#### Material supplied
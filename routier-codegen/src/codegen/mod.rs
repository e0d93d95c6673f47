//! Invocation and metadata synthesis.

pub mod args;
pub mod filtered;
pub mod handler;
pub mod metadata;

pub use filtered::filtered_request_handler_body;
pub use handler::request_handler_body;
pub use metadata::metadata_population_statements;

#### Problem to work on
Word for word, repeat each line of the listing.

#### The completed task
filename routier-codegen/src/codegen/mod.rs
repository e0d93d95c6673f47
//! Invocation and metadata synthesis.

pub mod args;
pub mod filtered;
pub mod handler;
pub mod metadata;

pub use filtered::filtered_request_handler_body;
pub use handler::request_handler_body;
pub use metadata::metadata_population_statements;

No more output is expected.